» **The problem**
Search the material for the string "SensorReading", then show every line where it turns up.

» **Records to use**

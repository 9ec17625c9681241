#![no_main]
use libfuzzer_sys::fuzz_target;

fuzz_target!(|data: &str| {
    // Parse errors are fine; panics are not. Env overrides go through the
    // same slots, so feed a fixed lookup too.
    if let Ok(mut cfg) = pmon_config::load_toml(data) {
        let _ = cfg.validate();
        cfg.apply_env(|k| (k == "SERVER_POST_URL").then(|| data.to_string()));
        let _ = cfg.validate();
    }
});
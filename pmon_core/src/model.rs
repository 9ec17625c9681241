//! Measurement, mode and loop counters.

use std::fmt;
use std::time::Instant;

use pmon_traits::PmReading;

/// One particulate reading, stamped when the sensor returned it.
///
/// Field names follow the sensor registers: `pm10_standard` is PM1.0,
/// `pm25_standard` is PM2.5, `pm100_standard` is PM10 (µg/m³).
#[derive(Debug, Clone, Copy, PartialEq, Eq)]
pub struct Measurement {
    pub pm10_standard: u16,
    pub pm25_standard: u16,
    pub pm100_standard: u16,
    pub captured_at: Instant,
}

impl Measurement {
    pub fn from_reading(r: PmReading, captured_at: Instant) -> Self {
        Self {
            pm10_standard: r.pm10_standard,
            pm25_standard: r.pm25_standard,
            pm100_standard: r.pm100_standard,
            captured_at,
        }
    }
}

#[derive(Debug, Clone, Copy, PartialEq, Eq)]
pub enum Mode {
    Online,
    Offline,
}

impl Mode {
    #[inline]
    pub fn is_online(self) -> bool {
        matches!(self, Mode::Online)
    }
}

/// Step of startup or of the loop, as named on the display.
#[derive(Debug, Clone, Copy, PartialEq, Eq)]
pub enum Stage {
    SensorInit,
    SensorReading,
    Wifi,
    Internet,
    Server,
    PostingToServer,
}

impl Stage {
    pub fn label(self) -> &'static str {
        match self {
            Stage::SensorInit => "Sensor init",
            Stage::SensorReading => "Sensor reading",
            Stage::Wifi => "Wi-Fi",
            Stage::Internet => "Internet",
            Stage::Server => "Server",
            Stage::PostingToServer => "Posting to server",
        }
    }
}

impl fmt::Display for Stage {
    fn fmt(&self, f: &mut fmt::Formatter<'_>) -> fmt::Result {
        f.write_str(self.label())
    }
}

/// What a failed post leads to.
#[derive(Debug, Clone, Copy, PartialEq, Eq)]
pub enum PostFailure {
    /// Still online; `streak` consecutive failures so far.
    Retry { streak: u32 },
    /// Streak exhausted; now offline for good.
    Downgrade,
}

/// Mode plus the two loop counters. Owned by the monitor; volatile.
///
/// - `reads_since_post` counts display iterations since the last post
///   attempt and is reset by the attempt itself, not by its outcome.
/// - `post_failure_streak` counts consecutive failed posts and is reset by a
///   success or by the downgrade.
#[derive(Debug, Clone, Copy, PartialEq, Eq)]
pub struct LoopState {
    mode: Mode,
    reads_since_post: u32,
    post_failure_streak: u32,
}

impl LoopState {
    pub fn new(mode: Mode) -> Self {
        Self {
            mode,
            reads_since_post: 0,
            post_failure_streak: 0,
        }
    }

    pub fn mode(&self) -> Mode {
        self.mode
    }

    pub fn reads_since_post(&self) -> u32 {
        self.reads_since_post
    }

    pub fn post_failure_streak(&self) -> u32 {
        self.post_failure_streak
    }

    /// Posting is due only while online and exactly at the cycle boundary.
    #[inline]
    pub fn post_due(&self, reads_before_post: u32) -> bool {
        self.mode.is_online() && self.reads_since_post == reads_before_post
    }

    /// Start a post attempt. The cycle restarts whatever the outcome.
    pub fn begin_post(&mut self) {
        self.reads_since_post = 0;
    }

    pub fn post_succeeded(&mut self) {
        self.post_failure_streak = 0;
    }

    pub fn post_failed(&mut self, retries_before_offline: u32) -> PostFailure {
        if self.post_failure_streak >= retries_before_offline {
            self.mode = Mode::Offline;
            self.post_failure_streak = 0;
            PostFailure::Downgrade
        } else {
            self.post_failure_streak += 1;
            PostFailure::Retry {
                streak: self.post_failure_streak,
            }
        }
    }

    /// Count an iteration that reached the display.
    pub fn record_read(&mut self) {
        self.reads_since_post = self.reads_since_post.saturating_add(1);
    }
}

» **Answer area**
    SensorReading,
            Stage::SensorReading => "Sensor reading",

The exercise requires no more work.